When creating the bio-based chemical – which would become MaverickX’s leading products, PetroX and LithX – Herrera and Evans wanted it to be safe for the workers and for the environment.

“If you look at these industries that we work in, they’re very hazardous for workers,” says Evans. “In the oil field, 10% of workers die from just toxic chemicals. We pretty much have one of the only non-toxic chemicals in the industry. You stick your hand in it, you’ll be fine. And so, it’s safer for workers. You can have better extraction, and then you better utilize the resources that we have to then reduce the impact of future natural resource extraction.”

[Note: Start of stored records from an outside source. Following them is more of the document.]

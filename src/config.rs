//! Configuration handling for the setup host

use anyhow::Result;
use directories::ProjectDirs;
use serde::{Deserialize, Serialize};
use std::fs;
use std::path::PathBuf;

/// Environment variable overriding where entries are stored
pub const ENTRIES_PATH_ENV: &str = "PLACES_SETUP_ENTRIES";

/// Default tracing filter for the host binary
pub const DEFAULT_LOG_FILTER: &str = "places_setup=info";

/// User configuration for the setup host
#[derive(Debug, Clone, Serialize, Deserialize, Default)]
pub struct SetupConfig {
    /// File holding created entries
    pub entries_path: Option<PathBuf>,
    /// Tracing filter used when RUST_LOG is not set
    pub log_filter: Option<String>,
}

impl SetupConfig {
    /// Get the config file path
    fn config_path() -> Option<PathBuf> {
        ProjectDirs::from("io", "places", "places-setup")
            .map(|dirs| dirs.config_dir().join("config.json"))
    }

    /// Load configuration from file
    pub fn load() -> Result<Self> {
        let path = Self::config_path();

        if let Some(path) = path {
            if path.exists() {
                let content = fs::read_to_string(&path)?;
                let config: SetupConfig = serde_json::from_str(&content)?;
                return Ok(config);
            }
        }

        Ok(Self::default())
    }

    /// Where entries go: environment, then config file, then the data dir
    pub fn resolve_entries_path(&self, env_override: Option<String>) -> Option<PathBuf> {
        env_override
            .filter(|p| !p.trim().is_empty())
            .map(PathBuf::from)
            .or_else(|| self.entries_path.clone())
            .or_else(crate::store::JsonEntryStore::default_path)
    }

    pub fn log_filter(&self) -> &str {
        self.log_filter.as_deref().unwrap_or(DEFAULT_LOG_FILTER)
    }
}

#[cfg(test)]
mod tests {
    use super::*;

    #[test]
    fn test_default_config() {
        let config = SetupConfig::default();
        assert!(config.entries_path.is_none());
        assert!(config.log_filter.is_none());
        assert_eq!(config.log_filter(), "places_setup=info");
    }

    #[test]
    fn test_serialization() {
        let config = SetupConfig {
            entries_path: Some(PathBuf::from("/var/lib/places/entries.json")),
            log_filter: Some("places_setup=debug".to_string()),
        };

        let json = serde_json::to_string(&config).unwrap();
        let parsed: SetupConfig = serde_json::from_str(&json).unwrap();

        assert_eq!(
            parsed.entries_path,
            Some(PathBuf::from("/var/lib/places/entries.json"))
        );
        assert_eq!(parsed.log_filter(), "places_setup=debug");
    }

    #[test]
    fn test_deserialize_from_empty_json() {
        let parsed: SetupConfig = serde_json::from_str("{}").unwrap();
        assert!(parsed.entries_path.is_none());
    }

    #[test]
    fn test_deserialize_with_extra_fields() {
        // Should ignore unknown fields
        let json = r#"{"log_filter": "warn", "unknown_field": "value"}"#;
        let parsed: SetupConfig = serde_json::from_str(json).unwrap();
        assert_eq!(parsed.log_filter(), "warn");
    }

    #[test]
    fn test_env_override_wins() {
        let config = SetupConfig {
            entries_path: Some(PathBuf::from("from-config.json")),
            ..Default::default()
        };
        assert_eq!(
            config.resolve_entries_path(Some("from-env.json".to_string())),
            Some(PathBuf::from("from-env.json"))
        );
    }

    #[test]
    fn test_blank_env_falls_back_to_config() {
        let config = SetupConfig {
            entries_path: Some(PathBuf::from("from-config.json")),
            ..Default::default()
        };
        assert_eq!(
            config.resolve_entries_path(Some("  ".to_string())),
            Some(PathBuf::from("from-config.json"))
        );
    }

    #[test]
    fn test_load_returns_ok() {
        // Load should return default config when file doesn't exist
        let result = SetupConfig::load();
        assert!(result.is_ok());
    }
}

IMG_9206-scaled Refining an IndustryEric Herrera ’20, right, conducts research in Antarctica.

Their chemicals can be applied in a number of ways and through a number of industries. For example, PetroX can be pumped into an existing oil well, which then turns all the critical elements into a soup of sorts which they then extract and separate out.

“On the mining side, you can actually do the same process,” Evans explains. “You could drill wells down into the formation … but without digging a big hole in the ground. So, the same way that you take out oil, you can take out copper, and that’s called in situ mining.”

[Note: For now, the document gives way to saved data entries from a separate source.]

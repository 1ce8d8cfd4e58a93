//! Field value objects and per-field coercion rules

use crate::error::SchemaError;
use serde::{Deserialize, Serialize};
use serde_json::Value;

/// Type-safe field values produced by coercion
#[derive(Debug, Clone, PartialEq, Eq, Serialize, Deserialize)]
#[serde(untagged)]
pub enum FieldValue {
    Bool(bool),
    Integer(i64),
    Text(String),
}

impl FieldValue {
    /// Get the text value (None for non-text fields)
    pub fn as_text(&self) -> Option<&str> {
        match self {
            FieldValue::Text(s) => Some(s),
            _ => None,
        }
    }

    /// Raw form of this value, as a renderer would submit it back
    pub fn to_raw(&self) -> Value {
        match self {
            FieldValue::Bool(b) => Value::Bool(*b),
            FieldValue::Integer(n) => Value::from(*n),
            FieldValue::Text(s) => Value::String(s.clone()),
        }
    }
}

impl From<&str> for FieldValue {
    fn from(value: &str) -> Self {
        FieldValue::Text(value.to_string())
    }
}

impl From<i64> for FieldValue {
    fn from(value: i64) -> Self {
        FieldValue::Integer(value)
    }
}

impl From<bool> for FieldValue {
    fn from(value: bool) -> Self {
        FieldValue::Bool(value)
    }
}

/// Target type of a field
#[derive(Debug, Clone, Copy, PartialEq, Eq, Serialize, Deserialize)]
#[serde(rename_all = "snake_case")]
pub enum FieldKind {
    Text,
    Integer,
    Boolean,
}

impl FieldKind {
    /// Convert a raw submitted value to this kind
    pub fn coerce(&self, raw: &Value) -> Option<FieldValue> {
        match self {
            FieldKind::Text => raw.as_str().map(|s| FieldValue::Text(s.to_string())),
            FieldKind::Integer => coerce_integer(raw).map(FieldValue::Integer),
            FieldKind::Boolean => coerce_bool(raw).map(FieldValue::Bool),
        }
    }

    /// Whether an already typed value belongs to this kind
    pub fn matches(&self, value: &FieldValue) -> bool {
        matches!(
            (self, value),
            (FieldKind::Text, FieldValue::Text(_))
                | (FieldKind::Integer, FieldValue::Integer(_))
                | (FieldKind::Boolean, FieldValue::Bool(_))
        )
    }
}

fn coerce_integer(raw: &Value) -> Option<i64> {
    match raw {
        Value::Number(n) => n.as_i64().or_else(|| {
            let f = n.as_f64()?;
            // Truncate toward zero, rejecting anything an i64 cannot hold
            let t = f.trunc();
            (t.is_finite() && t >= i64::MIN as f64 && t < i64::MAX as f64).then_some(t as i64)
        }),
        Value::String(s) => s.trim().parse::<i64>().ok(),
        _ => None,
    }
}

fn coerce_bool(raw: &Value) -> Option<bool> {
    match raw {
        Value::Bool(b) => Some(*b),
        Value::String(s) => match s.trim().to_ascii_lowercase().as_str() {
            "true" | "on" | "yes" | "1" => Some(true),
            "false" | "off" | "no" | "0" => Some(false),
            _ => None,
        },
        _ => None,
    }
}

/// Predicate applied after successful coercion
#[derive(Debug, Clone, PartialEq, Eq, Serialize, Deserialize)]
#[serde(rename_all = "snake_case")]
pub enum Constraint {
    /// Inclusive integer range
    Range { min: i64, max: i64 },
    /// Exact, case-sensitive membership
    OneOf { options: Vec<String> },
}

impl Constraint {
    pub fn one_of(options: &[&str]) -> Self {
        Constraint::OneOf {
            options: options.iter().map(|s| s.to_string()).collect(),
        }
    }

    pub fn allows(&self, value: &FieldValue) -> bool {
        match (self, value) {
            (Constraint::Range { min, max }, FieldValue::Integer(n)) => (*min..=*max).contains(n),
            (Constraint::OneOf { options }, FieldValue::Text(s)) => options.iter().any(|o| o == s),
            _ => false,
        }
    }
}

/// Declarative description of one configurable field
#[derive(Debug, Clone, PartialEq, Serialize, Deserialize)]
pub struct FieldSpec {
    pub name: String,
    pub required: bool,
    pub kind: FieldKind,
    #[serde(default, skip_serializing_if = "Option::is_none")]
    pub default: Option<FieldValue>,
    #[serde(default, skip_serializing_if = "Option::is_none")]
    pub constraint: Option<Constraint>,
}

impl FieldSpec {
    /// Create a required field
    pub fn required(name: &str, kind: FieldKind) -> Self {
        Self {
            name: name.to_string(),
            required: true,
            kind,
            default: None,
            constraint: None,
        }
    }

    /// Create an optional field without a default
    pub fn optional(name: &str, kind: FieldKind) -> Self {
        Self {
            required: false,
            ..Self::required(name, kind)
        }
    }

    pub fn with_default(mut self, default: impl Into<FieldValue>) -> Self {
        self.default = Some(default.into());
        self
    }

    pub fn with_constraint(mut self, constraint: Constraint) -> Self {
        self.constraint = Some(constraint);
        self
    }

    /// Whether a typed value is acceptable for this field
    pub fn accepts(&self, value: &FieldValue) -> bool {
        self.kind.matches(value) && self.constraint.as_ref().map_or(true, |c| c.allows(value))
    }

    /// Coerce a raw value, then check the constraint
    pub fn coerce(&self, raw: &Value) -> Result<FieldValue, SchemaError> {
        let value = self
            .kind
            .coerce(raw)
            .ok_or_else(|| SchemaError::invalid(&self.name))?;

        match &self.constraint {
            Some(constraint) if !constraint.allows(&value) => Err(SchemaError::invalid(&self.name)),
            _ => Ok(value),
        }
    }
}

Not only do the chemicals extract the desired elements, like oil and copper, they also pull out other metals in the rock, which can then be resourcefully used in different energy fields. The remaining metals that aren’t valuable, such as magnesium and calcium, are mixed with another MaverickX enzyme that is pumped back into the Earth’s cavity for carbon sequestration to create a carbonate rock. MaverickX works with legacy industries to create safer conditions for the workers, a cleaner environment and savings for the companies.

“If I had to boil it down to one takeaway, it’s that MaverickX is really about doing hard, unglamorous science to solve real industrial problems,” says Herrera. “We’re not trying to reinvent everything or chase buzzwords; we’re focused on understanding the chemistry and geology well enough to unlock value where people usually assume there isn’t any. At its core, MaverickX is about turning overlooked or difficult systems into something useful, in a way that actually works outside the lab.”

While the current iteration of MaverickX stemmed from that Arctic Circle trip, the pair continue to collect samples, explore and discover other solutions nature already has answered. The learning, for them, is never over.

Eric-on-Deck-with-Date-and-Expedition-Info-scaled Refining an Industry“We’re not trying to reinvent everything or chase buzzwords; we’re focused on understanding the chemistry and geology well enough to unlock value where people usually assume there isn’t any,” said Eric Herrera ’20.

“I think lifelong learning shows up naturally when you work on problems that don’t have clean answers,” Herrera says. “A lot of what I’ve worked on sits at the intersection of different fields — chemistry, geology, biology, engineering — and no single background really prepares you for that. You’re constantly running into things you don’t know, and the only option is to stay curious and keep learning.

“Being a continual student of the world matters because reality doesn’t stay neatly within disciplines,” he says. “The most useful insights often come from paying attention, asking basic questions and being willing to admit when you’re wrong or missing something. For me, learning isn’t just formal education: It’s observing how systems behave in the field, listening to people who’ve been doing the work for decades and staying open to unexpected ideas. That mindset has probably been more valuable than any single technical skill.”